***** Given data *****

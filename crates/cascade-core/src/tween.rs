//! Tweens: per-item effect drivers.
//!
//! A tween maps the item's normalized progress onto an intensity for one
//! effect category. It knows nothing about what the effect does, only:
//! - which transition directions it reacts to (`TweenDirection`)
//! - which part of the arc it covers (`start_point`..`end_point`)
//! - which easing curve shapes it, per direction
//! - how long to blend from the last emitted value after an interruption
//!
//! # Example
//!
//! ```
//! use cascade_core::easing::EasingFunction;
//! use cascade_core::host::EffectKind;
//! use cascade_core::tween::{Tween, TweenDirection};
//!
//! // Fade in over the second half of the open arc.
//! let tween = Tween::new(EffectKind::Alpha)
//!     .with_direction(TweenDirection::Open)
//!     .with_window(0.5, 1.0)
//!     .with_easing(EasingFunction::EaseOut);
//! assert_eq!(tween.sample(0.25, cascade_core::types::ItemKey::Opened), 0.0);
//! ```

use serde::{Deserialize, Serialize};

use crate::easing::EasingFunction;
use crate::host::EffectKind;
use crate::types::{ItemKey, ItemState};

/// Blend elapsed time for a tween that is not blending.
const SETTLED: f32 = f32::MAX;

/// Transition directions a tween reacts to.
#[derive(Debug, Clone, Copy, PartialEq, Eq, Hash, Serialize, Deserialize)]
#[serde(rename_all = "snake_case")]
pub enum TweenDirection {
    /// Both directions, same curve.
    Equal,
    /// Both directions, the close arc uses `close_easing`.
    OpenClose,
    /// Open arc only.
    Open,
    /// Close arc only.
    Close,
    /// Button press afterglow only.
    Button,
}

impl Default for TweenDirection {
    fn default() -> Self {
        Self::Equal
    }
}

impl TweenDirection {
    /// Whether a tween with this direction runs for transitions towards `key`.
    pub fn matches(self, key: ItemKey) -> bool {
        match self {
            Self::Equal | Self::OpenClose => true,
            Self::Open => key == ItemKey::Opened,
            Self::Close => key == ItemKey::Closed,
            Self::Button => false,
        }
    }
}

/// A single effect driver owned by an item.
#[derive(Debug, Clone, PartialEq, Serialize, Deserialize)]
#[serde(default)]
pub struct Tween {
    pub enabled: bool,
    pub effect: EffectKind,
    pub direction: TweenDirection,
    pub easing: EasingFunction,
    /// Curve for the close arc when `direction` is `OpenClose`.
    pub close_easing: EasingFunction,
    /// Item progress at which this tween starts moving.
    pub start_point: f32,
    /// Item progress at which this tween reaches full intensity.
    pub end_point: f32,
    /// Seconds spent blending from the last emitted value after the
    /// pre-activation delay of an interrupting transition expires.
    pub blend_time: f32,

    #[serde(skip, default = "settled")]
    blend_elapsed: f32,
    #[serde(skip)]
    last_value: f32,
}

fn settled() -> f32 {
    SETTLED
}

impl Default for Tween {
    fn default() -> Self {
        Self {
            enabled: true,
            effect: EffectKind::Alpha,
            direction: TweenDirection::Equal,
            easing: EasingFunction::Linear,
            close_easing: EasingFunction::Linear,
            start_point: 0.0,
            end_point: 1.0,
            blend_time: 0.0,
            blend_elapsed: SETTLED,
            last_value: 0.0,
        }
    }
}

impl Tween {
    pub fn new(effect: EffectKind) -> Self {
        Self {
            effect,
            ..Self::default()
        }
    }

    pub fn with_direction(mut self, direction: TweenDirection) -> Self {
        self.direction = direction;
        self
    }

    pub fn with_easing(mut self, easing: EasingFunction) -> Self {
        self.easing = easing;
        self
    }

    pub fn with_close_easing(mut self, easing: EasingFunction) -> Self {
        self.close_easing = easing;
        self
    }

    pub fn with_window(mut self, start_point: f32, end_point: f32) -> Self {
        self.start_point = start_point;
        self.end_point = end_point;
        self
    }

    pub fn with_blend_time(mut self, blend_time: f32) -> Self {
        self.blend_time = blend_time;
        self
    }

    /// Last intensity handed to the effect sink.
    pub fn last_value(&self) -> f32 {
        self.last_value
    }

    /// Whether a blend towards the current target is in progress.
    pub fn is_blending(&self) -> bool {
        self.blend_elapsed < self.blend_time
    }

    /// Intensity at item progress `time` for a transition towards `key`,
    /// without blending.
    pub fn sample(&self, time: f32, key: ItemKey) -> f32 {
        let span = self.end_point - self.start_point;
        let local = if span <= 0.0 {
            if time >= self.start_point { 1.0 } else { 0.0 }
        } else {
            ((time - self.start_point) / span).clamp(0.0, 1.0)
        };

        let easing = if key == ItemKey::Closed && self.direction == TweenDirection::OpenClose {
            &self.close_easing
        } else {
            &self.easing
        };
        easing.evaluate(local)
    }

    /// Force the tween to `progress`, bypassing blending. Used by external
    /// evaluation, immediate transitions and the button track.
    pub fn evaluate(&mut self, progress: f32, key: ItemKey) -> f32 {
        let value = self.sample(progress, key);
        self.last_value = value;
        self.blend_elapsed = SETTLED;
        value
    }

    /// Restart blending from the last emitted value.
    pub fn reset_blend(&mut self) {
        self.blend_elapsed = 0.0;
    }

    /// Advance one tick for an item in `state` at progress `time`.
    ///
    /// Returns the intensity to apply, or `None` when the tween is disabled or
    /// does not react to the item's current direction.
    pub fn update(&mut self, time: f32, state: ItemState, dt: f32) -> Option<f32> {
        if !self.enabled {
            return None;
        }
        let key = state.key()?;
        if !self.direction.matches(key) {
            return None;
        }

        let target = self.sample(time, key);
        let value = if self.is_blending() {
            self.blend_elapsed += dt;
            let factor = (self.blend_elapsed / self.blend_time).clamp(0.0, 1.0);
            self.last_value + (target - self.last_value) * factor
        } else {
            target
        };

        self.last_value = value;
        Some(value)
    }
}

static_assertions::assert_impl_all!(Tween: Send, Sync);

*****

**Work task**
Could you retype each record exactly as it appears?

**Task solution**
filename crates/cascade-core/src/tween.rs
//! Tweens: per-item effect drivers.
//!
//! A tween maps the item's normalized progress onto an intensity for one
//! effect category. It knows nothing about what the effect does, only:
//! - which transition directions it reacts to (`TweenDirection`)
//! - which part of the arc it covers (`start_point`..`end_point`)
//! - which easing curve shapes it, per direction
//! - how long to blend from the last emitted value after an interruption
//!
//! # Example
//!
//! ```
//! use cascade_core::easing::EasingFunction;
//! use cascade_core::host::EffectKind;
//! use cascade_core::tween::{Tween, TweenDirection};
//!
//! // Fade in over the second half of the open arc.
//! let tween = Tween::new(EffectKind::Alpha)
//!     .with_direction(TweenDirection::Open)
//!     .with_window(0.5, 1.0)
//!     .with_easing(EasingFunction::EaseOut);
//! assert_eq!(tween.sample(0.25, cascade_core::types::ItemKey::Opened), 0.0);
//! ```

use serde::{Deserialize, Serialize};

use crate::easing::EasingFunction;
use crate::host::EffectKind;
use crate::types::{ItemKey, ItemState};

/// Blend elapsed time for a tween that is not blending.
const SETTLED: f32 = f32::MAX;

/// Transition directions a tween reacts to.
#[derive(Debug, Clone, Copy, PartialEq, Eq, Hash, Serialize, Deserialize)]
#[serde(rename_all = "snake_case")]
pub enum TweenDirection {
    /// Both directions, same curve.
    Equal,
    /// Both directions, the close arc uses `close_easing`.
    OpenClose,
    /// Open arc only.
    Open,
    /// Close arc only.
    Close,
    /// Button press afterglow only.
    Button,
}

impl Default for TweenDirection {
    fn default() -> Self {
        Self::Equal
    }
}

impl TweenDirection {
    /// Whether a tween with this direction runs for transitions towards `key`.
    pub fn matches(self, key: ItemKey) -> bool {
        match self {
            Self::Equal | Self::OpenClose => true,
            Self::Open => key == ItemKey::Opened,
            Self::Close => key == ItemKey::Closed,
            Self::Button => false,
        }
    }
}

/// A single effect driver owned by an item.
#[derive(Debug, Clone, PartialEq, Serialize, Deserialize)]
#[serde(default)]
pub struct Tween {
    pub enabled: bool,
    pub effect: EffectKind,
    pub direction: TweenDirection,
    pub easing: EasingFunction,
    /// Curve for the close arc when `direction` is `OpenClose`.
    pub close_easing: EasingFunction,
    /// Item progress at which this tween starts moving.
    pub start_point: f32,
    /// Item progress at which this tween reaches full intensity.
    pub end_point: f32,
    /// Seconds spent blending from the last emitted value after the
    /// pre-activation delay of an interrupting transition expires.
    pub blend_time: f32,

    #[serde(skip, default = "settled")]
    blend_elapsed: f32,
    #[serde(skip)]
    last_value: f32,
}

fn settled() -> f32 {
    SETTLED
}

impl Default for Tween {
    fn default() -> Self {
        Self {
            enabled: true,
            effect: EffectKind::Alpha,
            direction: TweenDirection::Equal,
            easing: EasingFunction::Linear,
            close_easing: EasingFunction::Linear,
            start_point: 0.0,
            end_point: 1.0,
            blend_time: 0.0,
            blend_elapsed: SETTLED,
            last_value: 0.0,
        }
    }
}

impl Tween {
    pub fn new(effect: EffectKind) -> Self {
        Self {
            effect,
            ..Self::default()
        }
    }

    pub fn with_direction(mut self, direction: TweenDirection) -> Self {
        self.direction = direction;
        self
    }

    pub fn with_easing(mut self, easing: EasingFunction) -> Self {
        self.easing = easing;
        self
    }

    pub fn with_close_easing(mut self, easing: EasingFunction) -> Self {
        self.close_easing = easing;
        self
    }

    pub fn with_window(mut self, start_point: f32, end_point: f32) -> Self {
        self.start_point = start_point;
        self.end_point = end_point;
        self
    }

    pub fn with_blend_time(mut self, blend_time: f32) -> Self {
        self.blend_time = blend_time;
        self
    }

    /// Last intensity handed to the effect sink.
    pub fn last_value(&self) -> f32 {
        self.last_value
    }

    /// Whether a blend towards the current target is in progress.
    pub fn is_blending(&self) -> bool {
        self.blend_elapsed < self.blend_time
    }

    /// Intensity at item progress `time` for a transition towards `key`,
    /// without blending.
    pub fn sample(&self, time: f32, key: ItemKey) -> f32 {
        let span = self.end_point - self.start_point;
        let local = if span <= 0.0 {
            if time >= self.start_point { 1.0 } else { 0.0 }
        } else {
            ((time - self.start_point) / span).clamp(0.0, 1.0)
        };

        let easing = if key == ItemKey::Closed && self.direction == TweenDirection::OpenClose {
            &self.close_easing
        } else {
            &self.easing
        };
        easing.evaluate(local)
    }

    /// Force the tween to `progress`, bypassing blending. Used by external
    /// evaluation, immediate transitions and the button track.
    pub fn evaluate(&mut self, progress: f32, key: ItemKey) -> f32 {
        let value = self.sample(progress, key);
        self.last_value = value;
        self.blend_elapsed = SETTLED;
        value
    }

    /// Restart blending from the last emitted value.
    pub fn reset_blend(&mut self) {
        self.blend_elapsed = 0.0;
    }

    /// Advance one tick for an item in `state` at progress `time`.
    ///
    /// Returns the intensity to apply, or `None` when the tween is disabled or
    /// does not react to the item's current direction.
    pub fn update(&mut self, time: f32, state: ItemState, dt: f32) -> Option<f32> {
        if !self.enabled {
            return None;
        }
        let key = state.key()?;
        if !self.direction.matches(key) {
            return None;
        }

        let target = self.sample(time, key);
        let value = if self.is_blending() {
            self.blend_elapsed += dt;
            let factor = (self.blend_elapsed / self.blend_time).clamp(0.0, 1.0);
            self.last_value + (target - self.last_value) * factor
        } else {
            target
        };

        self.last_value = value;
        Some(value)
    }
}

static_assertions::assert_impl_all!(Tween: Send, Sync);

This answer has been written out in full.